In no way shape or form am I suggesting Fitbit doesn't offer a good product for consumers. The problem is the usefulness of the product. Unfortunately, the problems with Fitbit products are no different than its predecessor products from Polar which spirited fitness trackers during the turn of the century. Fitness trackers don't do anything for the user but hope to increase the user's daily activity. I could go through an entire list of pros and cons for fitness trackers, but the point in doing so is irrelevant as the attrition rate speaks volumes. What happens to Fitbit post the early adopter sales cycle is easy to predict and speaks to the comfort level of investors/traders positioned short the stock.

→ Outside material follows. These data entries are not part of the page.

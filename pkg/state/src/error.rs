use pkg_types::meta::ObjectKey;
use thiserror::Error;

/// Failures surfaced by the object registry.
#[derive(Debug, Error)]
pub enum StoreError {
    #[error("{kind} {key} not found")]
    NotFound { kind: &'static str, key: ObjectKey },

    #[error("{kind} {key} already exists")]
    AlreadyExists { kind: &'static str, key: ObjectKey },

    #[error("{kind} {key} was modified concurrently (expected version {expected}, found {actual})")]
    VersionConflict {
        kind: &'static str,
        key: ObjectKey,
        expected: u64,
        actual: u64,
    },

    #[error("state store unavailable: {0}")]
    Unavailable(String),

    #[error("failed to decode {key}: {reason}")]
    Codec { key: String, reason: String },
}

impl StoreError {
    pub fn unavailable(err: impl std::fmt::Display) -> Self {
        Self::Unavailable(err.to_string())
    }

    pub fn is_not_found(&self) -> bool {
        matches!(self, Self::NotFound { .. })
    }

    pub fn is_already_exists(&self) -> bool {
        matches!(self, Self::AlreadyExists { .. })
    }

    pub fn is_conflict(&self) -> bool {
        matches!(self, Self::VersionConflict { .. })
    }

    /// Whether running the same operation again later can succeed.
    pub fn is_retryable(&self) -> bool {
        !matches!(self, Self::Codec { .. })
    }
}

#[cfg(test)]
mod tests {
    use super::*;

    #[test]
    fn conflict_message_names_versions() {
        let err = StoreError::VersionConflict {
            kind: "Deployment",
            key: ObjectKey::new("default", "web"),
            expected: 3,
            actual: 4,
        };
        let msg = err.to_string();
        assert!(msg.contains("Deployment default/web"));
        assert!(msg.contains("expected version 3"));
        assert!(err.is_conflict());
        assert!(err.is_retryable());
    }

    #[test]
    fn codec_errors_are_not_retryable() {
        let err = StoreError::Codec {
            key: "/registry/services/default/web".to_string(),
            reason: "EOF".to_string(),
        };
        assert!(!err.is_retryable());
        assert!(StoreError::unavailable("disk gone").is_retryable());
    }
}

Moreover, shares of FIT are undervalued in my opinion. That sounds contradictory to my analytics, doesn't it? Not exactly! You see, the majority of shares are still held on the long side of investor participation regardless of how high the short participation has grown. With that being recognized there is still more hope for shares than skepticism, at least for the near mid-term. Having a firm understanding that the business still has a good 12-18 months worth of distribution gains to come alongside some meaningful corporate accounts, Fitbit should handily beat its FY16 guidance, propelling the stock higher. But don't count on shorts running for cover during this stock appreciation. More than likely, the majority of short shareholders will dollar-cost-average in perpetuity and until a more significant break in the stock can be achieved. At this point, that can only more appreciatively take place with the share price going higher.
Disclosure: I/we have no positions in any stocks mentioned, but may initiate a long position in FIT over the next 72 hours.
I wrote this article myself, and it expresses my own opinions. I am not receiving compensation for it (other than from Seeking Alpha). I have no business relationship with any company whose stock is mentioned in this article.